Prime Minister of Syria
- In office 1 March 1966 – 29 October 1968
- President: Nureddin al-Atassi
- Preceded by: Salah al-Din al-Bitar
- Succeeded by: Nureddin al-Atassi
- In office 23 September 1965 – 21 December 1965
- President: Amin al-Hafiz
- Preceded by: Amin al-Hafiz
- Succeeded by: Salah al-Din al-Bitar

Personal details
- Born: 25 January 1931 Abu Kamal, French Mandate of Syria (present-day Syria)
- Died: 10 January 2016 (aged 84) Stockholm, Sweden
- Party: Ba'ath Party

= Yusuf Zuayyin =

Prime minister of Syria (1965, 1966–1968)

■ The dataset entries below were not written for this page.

use parking_lot::Mutex;
use tessera_procedural::{Chunk, ChunkCoord, Coord, Decoration, TerrainGenerator, Tile};

use crate::config::WorldConfig;
use crate::error::{WorldError, WorldResult};
use crate::storage::{ChunkStorage, MemoryStorage};

/// Axis-aligned box of tiles.
#[derive(Clone, Copy, Debug, PartialEq, Eq, Hash)]
pub struct TileArea {
    /// Left edge (inclusive).
    pub x: i32,
    /// Top edge (inclusive).
    pub y: i32,
    /// Width in tiles.
    pub width: u32,
    /// Height in tiles.
    pub height: u32,
}

impl TileArea {
    /// Creates an area.
    #[must_use]
    pub const fn new(x: i32, y: i32, width: u32, height: u32) -> Self {
        Self { x, y, width, height }
    }

    /// Square box of `2 * radius + 1` tiles per side around `center`.
    #[must_use]
    pub fn around(center: Coord, radius: u32) -> Self {
        let r = i32::try_from(radius).unwrap_or(i32::MAX);
        let side = radius.saturating_mul(2).saturating_add(1);
        Self::new(center.x.saturating_sub(r), center.y.saturating_sub(r), side, side)
    }

    /// True if the area covers no tiles.
    #[must_use]
    pub const fn is_empty(&self) -> bool {
        self.width == 0 || self.height == 0
    }

    /// Whether a coordinate lies inside the area.
    #[must_use]
    pub fn contains(&self, coord: Coord) -> bool {
        let dx = i64::from(coord.x) - i64::from(self.x);
        let dy = i64::from(coord.y) - i64::from(self.y);
        (0..i64::from(self.width)).contains(&dx) && (0..i64::from(self.height)).contains(&dy)
    }

    /// Bottom-right corner (inclusive), clamped to the coordinate range.
    fn last(&self) -> Coord {
        let span = |len: u32| i32::try_from(len.saturating_sub(1)).unwrap_or(i32::MAX);
        Coord::new(
            self.x.saturating_add(span(self.width)),
            self.y.saturating_add(span(self.height)),
        )
    }

    /// Number of chunks the area intersects.
    #[must_use]
    pub fn chunk_count(&self, chunk_size: u32) -> u64 {
        if self.is_empty() {
            return 0;
        }
        let min = ChunkCoord::from_tile(Coord::new(self.x, self.y), chunk_size);
        let max = ChunkCoord::from_tile(self.last(), chunk_size);
        let cols = u64::from(max.x.abs_diff(min.x)) + 1;
        let rows = u64::from(max.y.abs_diff(min.y)) + 1;
        cols * rows
    }

    /// Chunks the area intersects, row-major.
    #[must_use]
    pub fn chunk_coords(&self, chunk_size: u32) -> Vec<ChunkCoord> {
        if self.is_empty() {
            return Vec::new();
        }
        let min = ChunkCoord::from_tile(Coord::new(self.x, self.y), chunk_size);
        let max = ChunkCoord::from_tile(self.last(), chunk_size);
        (min.y..=max.y)
            .flat_map(|cy| (min.x..=max.x).map(move |cx| ChunkCoord::new(cx, cy)))
            .collect()
    }

    /// Every coordinate in the area, row-major.
    pub fn coords(&self) -> impl Iterator<Item = Coord> {
        let Self { x, y, width, height } = *self;
        (0..height).flat_map(move |dy| {
            (0..width).map(move |dx| {
                Coord::new(x.saturating_add_unsigned(dx), y.saturating_add_unsigned(dy))
            })
        })
    }
}

/// Snapshot of cache counters.
#[derive(Clone, Copy, Debug, Default, PartialEq)]
pub struct CacheStats {
    /// Chunks currently in memory.
    pub resident_count: usize,
    /// Maximum resident chunks.
    pub capacity: usize,
    /// Chunks produced by the generator (including corruption fallbacks).
    pub total_generated: u64,
    /// Chunks restored from storage.
    pub total_restored: u64,
    /// Chunks released from memory.
    pub total_evicted: u64,
    /// Snapshots written successfully.
    pub total_persisted: u64,
    /// Snapshot writes that failed.
    pub persist_failures: u64,
    /// Snapshots that failed to decode and were regenerated.
    pub corrupt_snapshots: u64,
    /// Touches served from memory.
    pub hits: u64,
    /// Touches that required a restore or a generation.
    pub misses: u64,
    /// `hits / (hits + misses)`, zero before the first touch.
    pub cache_hit_rate: f64,
}

/// Outcome of [`ChunkStore::evict_all`].
#[derive(Clone, Copy, Debug, Default, PartialEq, Eq)]
pub struct EvictionReport {
    /// Chunks released.
    pub evicted: usize,
    /// Dirty chunks written to storage.
    pub persisted: usize,
    /// Dirty chunks whose write failed (mutations lost).
    pub failed: usize,
}

/// Where a freshly loaded chunk came from.
#[derive(Clone, Copy, Debug, PartialEq, Eq)]
enum Origin {
    Generated,
    Restored,
    /// Snapshot existed but was corrupt; regenerated.
    Recovered,
}

#[derive(Debug, Default)]
struct Counters {
    generated: u64,
    restored: u64,
    evicted: u64,
    persisted: u64,
    persist_failures: u64,
    corrupt: u64,
    hits: u64,
    misses: u64,
}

Yusuf Zuayyin (يوسف زعيّـن‎; 25 January 1931 - 10 January 2016) was a Syrian politician. A member of the Ba'ath Party, he served as Prime Minister of Syria in 1965 and again from 1966 to 1968. He was born in Abu Kamal.

After the 1970 coup, Zuayyin was arrested on November 13, 1970 and imprisoned for 11 years. He was released in 1981, being allowed to travel to the United Kingdom for medical treatment. After his recovery, he lived in Hungary and Sweden.

Zuayyin died after a long illness on 10 January 2016 in Stockholm, Sweden at the age of 84.